Mazzeo salva il Foggia. Auteri beffato. Col Matera finisce 1-1

Tempo di lettura: 3 minuti

Il tap in vincente dell’ex Benevento regala ai rossoneri un pari insperato in un pomeriggio complicato. Lucani avanti a fine primo tempo con il gol di Armellino (in posizione dubbia). Nella ripresa Bifulco salva su Agnelli, e Negro centra la traversa su punizione. Nel finale la rete dell’attaccante.

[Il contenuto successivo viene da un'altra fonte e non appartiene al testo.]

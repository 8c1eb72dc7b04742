//! Request types shared by list endpoints

/// Pagination query parameters
#[derive(Debug, Clone, serde::Deserialize)]
pub struct PaginationQuery {
    /// Page number (1-based, default: 1)
    #[serde(default = "default_page")]
    pub page: u32,

    /// Items per page (default: 20, max: 100)
    #[serde(default = "default_per_page")]
    pub per_page: u32,
}

impl Default for PaginationQuery {
    fn default() -> Self {
        Self {
            page: default_page(),
            per_page: default_per_page(),
        }
    }
}

fn default_page() -> u32 {
    1
}

fn default_per_page() -> u32 {
    20
}

impl PaginationQuery {
    /// Page number, never below 1
    pub fn page(&self) -> u32 {
        self.page.max(1)
    }

    /// Get the limit (clamped to 1..=100)
    pub fn limit(&self) -> u32 {
        self.per_page.clamp(1, 100)
    }

    /// Get the offset for database queries
    pub fn offset(&self) -> u64 {
        (self.page() - 1) as u64 * self.limit() as u64
    }
}

/// Search + active filter used by the master-data list endpoints
#[derive(Debug, Clone, serde::Deserialize)]
pub struct SearchQuery {
    #[serde(default = "default_page")]
    pub page: u32,

    #[serde(default = "default_per_page")]
    pub per_page: u32,

    /// Case-insensitive match on code / name
    #[serde(default)]
    pub q: Option<String>,

    /// Omit to list only active records
    #[serde(default)]
    pub is_active: Option<bool>,
}

impl SearchQuery {
    /// Page parameters of this query
    ///
    /// Kept as plain fields rather than `#[serde(flatten)]` since flattened
    /// numbers do not deserialize from URL query strings.
    pub fn pagination(&self) -> PaginationQuery {
        PaginationQuery {
            page: self.page,
            per_page: self.per_page,
        }
    }

    /// `q` wrapped for `ILIKE`, `None` when blank
    pub fn pattern(&self) -> Option<String> {
        like_pattern(self.q.as_deref())
    }

    pub fn active(&self) -> bool {
        self.is_active.unwrap_or(true)
    }
}

impl Default for SearchQuery {
    fn default() -> Self {
        Self {
            page: default_page(),
            per_page: default_per_page(),
            q: None,
            is_active: None,
        }
    }
}

/// Wrap a search term in `%...%`, escaping LIKE wildcards
pub fn like_pattern(q: Option<&str>) -> Option<String> {
    let q = q?.trim();
    if q.is_empty() {
        return None;
    }
    let escaped = q
        .replace('\\', "\\\\")
        .replace('%', "\\%")
        .replace('_', "\\_");
    Some(format!("%{escaped}%"))
}

#[cfg(test)]
mod tests {
    use super::*;

    #[test]
    fn test_pagination_defaults_and_clamp() {
        let q = PaginationQuery::default();
        assert_eq!(q.page(), 1);
        assert_eq!(q.limit(), 20);
        assert_eq!(q.offset(), 0);

        let q = PaginationQuery {
            page: 3,
            per_page: 500,
        };
        assert_eq!(q.limit(), 100);
        assert_eq!(q.offset(), 200);

        let q = PaginationQuery {
            page: 0,
            per_page: 0,
        };
        assert_eq!(q.page(), 1);
        assert_eq!(q.limit(), 1);
        assert_eq!(q.offset(), 0);
    }

    #[test]
    fn test_like_pattern() {
        assert_eq!(like_pattern(Some(" acme ")), Some("%acme%".to_string()));
        assert_eq!(like_pattern(Some("50%_off")), Some("%50\\%\\_off%".to_string()));
        assert_eq!(like_pattern(Some("   ")), None);
        assert_eq!(like_pattern(None), None);
    }

    #[test]
    fn test_search_query_from_json() {
        let q: SearchQuery =
            serde_json::from_str(r#"{"page":2,"per_page":5,"q":"box"}"#).unwrap();
        assert_eq!(q.pagination().offset(), 5);
        assert_eq!(q.pattern().as_deref(), Some("%box%"));
        assert!(q.active());

        let q: SearchQuery = serde_json::from_str(r#"{"is_active":false}"#).unwrap();
        assert_eq!(q.pagination().limit(), 20);
        assert!(!q.active());
    }
}
//! Company (customer) API

use axum::{
    Json, Router,
    extract::{Path, Query, State},
    middleware,
    routing::{get, post, put},
};
use shared::error::{AppError, ApiResponse, ErrorCode};
use shared::models::{Company, CompanyCreate, CompanyUpdate};
use shared::{PaginatedResponse, SearchQuery};

use super::{ApiResult, internal};
use crate::auth::require_permission;
use crate::db;
use crate::error::write_error;
use crate::state::AppState;
use crate::util::non_blank;

pub fn router() -> Router<AppState> {
    let read_routes = Router::new()
        .route("/", get(list))
        .route("/{id}", get(get_by_id));

    let manage_routes = Router::new()
        .route("/", post(create))
        .route("/{id}", put(update).delete(deactivate))
        .layer(middleware::from_fn(require_permission("master:manage")));

    read_routes.merge(manage_routes)
}

/// GET /api/companies
pub async fn list(
    State(state): State<AppState>,
    Query(query): Query<SearchQuery>,
) -> ApiResult<PaginatedResponse<Company>> {
    let page = query.pagination();
    let pattern = query.pattern();

    let items = db::companies::list(
        &state.pool,
        query.active(),
        pattern.as_deref(),
        page.limit(),
        page.offset(),
    )
    .await
    .map_err(internal)?;
    let total = db::companies::count(&state.pool, query.active(), pattern.as_deref())
        .await
        .map_err(internal)?;

    Ok(Json(PaginatedResponse::from_query(items, &page, total)))
}

/// GET /api/companies/{id}
pub async fn get_by_id(State(state): State<AppState>, Path(id): Path<i64>) -> ApiResult<Company> {
    let company = db::companies::find_by_id(&state.pool, id)
        .await
        .map_err(internal)?
        .ok_or_else(|| AppError::new(ErrorCode::CompanyNotFound))?;
    Ok(Json(company))
}

/// POST /api/companies
pub async fn create(
    State(state): State<AppState>,
    Json(data): Json<CompanyCreate>,
) -> ApiResult<Company> {
    non_blank(&data.code).ok_or_else(|| AppError::required("code"))?;
    non_blank(&data.name).ok_or_else(|| AppError::required("name"))?;

    let company = db::companies::create(&state.pool, &data)
        .await
        .map_err(|e| write_error(e, ErrorCode::CompanyCodeExists))?;

    tracing::info!(company_id = company.id, code = %company.code, "Company created");
    Ok(Json(company))
}

/// PUT /api/companies/{id}
pub async fn update(
    State(state): State<AppState>,
    Path(id): Path<i64>,
    Json(data): Json<CompanyUpdate>,
) -> ApiResult<Company> {
    if data.code.as_deref().is_some_and(|c| non_blank(c).is_none()) {
        return Err(AppError::required("code"));
    }
    if data.name.as_deref().is_some_and(|n| non_blank(n).is_none()) {
        return Err(AppError::required("name"));
    }

    let company = db::companies::update(&state.pool, id, &data)
        .await
        .map_err(|e| write_error(e, ErrorCode::CompanyCodeExists))?
        .ok_or_else(|| AppError::new(ErrorCode::CompanyNotFound))?;
    Ok(Json(company))
}

/// DELETE /api/companies/{id}
///
/// Soft delete; existing job cards keep their reference.
pub async fn deactivate(
    State(state): State<AppState>,
    Path(id): Path<i64>,
) -> Result<ApiResponse<()>, AppError> {
    if !db::companies::deactivate(&state.pool, id)
        .await
        .map_err(internal)?
    {
        return Err(AppError::new(ErrorCode::CompanyNotFound));
    }
    tracing::info!(company_id = id, "Company deactivated");
    Ok(ApiResponse::ok())
}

Un punto che sa tanto di vittoria. Un risultato che nell’economia di una stagione potrebbe avere un’incidenza notevole. Il Foggia non centra il settimo successo consecutivo, ma blocca il Matera in trasferta, mantenendo immacolato il proprio percorso, e soprattutto tenendo a quattro lunghezze il divario sulla formazione di Auteri. La pesantezza del risultato è data anche dalla prestazione dei rossoneri, per oltre un tempo in difficoltà, nel complesso meno convincenti rispetto ai padroni di casa. Ma vivi, sempre, anche quando lo sviluppo del match suggerivano un finale favorevole ai materani. Invece un episodio fortuito, un mezzo infortunio di Bifulco, ha spianato la strada al pareggio di Mazzeo. Attaccante contestato ancor prima di arrivare a Foggia, che a suon di gol sta facendo dimenticare Iemmello. E il gol di oggi, semplice quanto pesante, ha una valenza ancor più speciale, visto che arriva proprio contro il suo ex allenatore.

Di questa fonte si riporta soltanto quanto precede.